WHAT THE TASK ASKS
State how many lines of the records contain the string "used". Give the number alone.

[Stored data entries]

__________________________________________________

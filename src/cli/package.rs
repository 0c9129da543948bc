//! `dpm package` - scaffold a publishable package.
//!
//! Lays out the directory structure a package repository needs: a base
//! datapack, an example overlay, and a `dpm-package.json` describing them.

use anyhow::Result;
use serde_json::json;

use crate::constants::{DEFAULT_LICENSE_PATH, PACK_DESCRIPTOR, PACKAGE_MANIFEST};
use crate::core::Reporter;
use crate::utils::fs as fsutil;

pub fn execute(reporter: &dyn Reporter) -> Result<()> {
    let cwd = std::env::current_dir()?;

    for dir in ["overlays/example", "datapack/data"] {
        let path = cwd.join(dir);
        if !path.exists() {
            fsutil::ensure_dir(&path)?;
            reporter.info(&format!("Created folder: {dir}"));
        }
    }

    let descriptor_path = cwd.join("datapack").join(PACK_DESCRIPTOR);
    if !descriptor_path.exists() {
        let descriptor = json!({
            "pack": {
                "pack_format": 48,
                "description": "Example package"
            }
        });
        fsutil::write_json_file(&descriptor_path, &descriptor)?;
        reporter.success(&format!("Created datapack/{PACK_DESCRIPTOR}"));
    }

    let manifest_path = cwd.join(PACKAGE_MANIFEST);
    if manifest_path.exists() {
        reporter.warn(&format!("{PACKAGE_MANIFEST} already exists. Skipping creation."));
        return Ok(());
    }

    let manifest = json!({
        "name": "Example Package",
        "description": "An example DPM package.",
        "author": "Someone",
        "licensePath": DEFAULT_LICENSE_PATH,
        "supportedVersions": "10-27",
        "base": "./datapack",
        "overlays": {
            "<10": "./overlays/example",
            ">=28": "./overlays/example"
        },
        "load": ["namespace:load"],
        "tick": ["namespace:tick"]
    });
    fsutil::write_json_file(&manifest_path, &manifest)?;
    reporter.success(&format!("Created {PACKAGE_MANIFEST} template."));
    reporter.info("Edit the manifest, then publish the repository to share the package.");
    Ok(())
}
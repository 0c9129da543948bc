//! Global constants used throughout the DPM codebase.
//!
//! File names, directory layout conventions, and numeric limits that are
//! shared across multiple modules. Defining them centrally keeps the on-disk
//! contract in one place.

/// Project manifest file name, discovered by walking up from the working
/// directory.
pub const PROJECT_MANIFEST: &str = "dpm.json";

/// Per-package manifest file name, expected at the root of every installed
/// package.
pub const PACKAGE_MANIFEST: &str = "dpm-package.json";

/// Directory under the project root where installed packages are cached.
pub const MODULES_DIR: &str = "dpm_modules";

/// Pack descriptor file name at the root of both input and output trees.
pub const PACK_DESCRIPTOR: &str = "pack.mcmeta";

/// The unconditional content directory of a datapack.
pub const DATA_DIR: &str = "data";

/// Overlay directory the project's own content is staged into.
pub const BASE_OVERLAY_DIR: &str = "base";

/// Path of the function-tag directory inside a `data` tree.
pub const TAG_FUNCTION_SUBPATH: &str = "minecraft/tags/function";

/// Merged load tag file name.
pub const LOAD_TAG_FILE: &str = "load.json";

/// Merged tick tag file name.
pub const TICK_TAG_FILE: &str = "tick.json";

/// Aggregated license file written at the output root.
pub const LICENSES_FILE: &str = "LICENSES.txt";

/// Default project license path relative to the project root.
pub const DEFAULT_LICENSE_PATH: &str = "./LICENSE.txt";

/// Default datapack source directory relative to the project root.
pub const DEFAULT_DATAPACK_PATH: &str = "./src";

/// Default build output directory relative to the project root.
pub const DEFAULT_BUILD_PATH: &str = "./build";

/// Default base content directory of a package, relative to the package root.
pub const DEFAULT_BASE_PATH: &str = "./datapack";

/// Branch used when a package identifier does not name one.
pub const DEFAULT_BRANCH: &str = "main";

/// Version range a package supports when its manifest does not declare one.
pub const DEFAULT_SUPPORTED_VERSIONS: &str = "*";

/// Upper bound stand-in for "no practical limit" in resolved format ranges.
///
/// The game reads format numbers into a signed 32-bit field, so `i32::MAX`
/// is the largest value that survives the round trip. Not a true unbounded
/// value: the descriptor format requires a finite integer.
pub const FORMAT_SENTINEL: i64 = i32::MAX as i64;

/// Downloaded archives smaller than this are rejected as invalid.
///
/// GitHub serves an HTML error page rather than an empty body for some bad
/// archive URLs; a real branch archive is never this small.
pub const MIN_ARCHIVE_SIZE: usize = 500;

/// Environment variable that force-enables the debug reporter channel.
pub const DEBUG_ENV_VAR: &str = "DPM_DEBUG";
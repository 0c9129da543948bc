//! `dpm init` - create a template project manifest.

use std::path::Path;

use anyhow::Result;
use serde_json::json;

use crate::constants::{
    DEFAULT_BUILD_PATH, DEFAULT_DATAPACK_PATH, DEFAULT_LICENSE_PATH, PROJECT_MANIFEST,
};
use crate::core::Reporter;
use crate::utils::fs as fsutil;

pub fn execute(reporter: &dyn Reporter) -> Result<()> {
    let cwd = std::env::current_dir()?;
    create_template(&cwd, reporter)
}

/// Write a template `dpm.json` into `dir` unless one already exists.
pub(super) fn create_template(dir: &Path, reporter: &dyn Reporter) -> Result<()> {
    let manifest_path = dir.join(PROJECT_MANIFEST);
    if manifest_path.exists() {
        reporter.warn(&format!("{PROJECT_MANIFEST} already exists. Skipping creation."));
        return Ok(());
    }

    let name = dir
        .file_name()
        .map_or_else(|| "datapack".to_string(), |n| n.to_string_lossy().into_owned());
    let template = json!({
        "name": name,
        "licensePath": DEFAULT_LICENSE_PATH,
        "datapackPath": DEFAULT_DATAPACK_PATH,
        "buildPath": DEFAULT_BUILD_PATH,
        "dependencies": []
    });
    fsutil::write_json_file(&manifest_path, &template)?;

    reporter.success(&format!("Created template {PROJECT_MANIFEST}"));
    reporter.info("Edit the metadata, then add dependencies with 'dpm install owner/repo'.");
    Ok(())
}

__________________________________________________

WORKED SOLUTION
2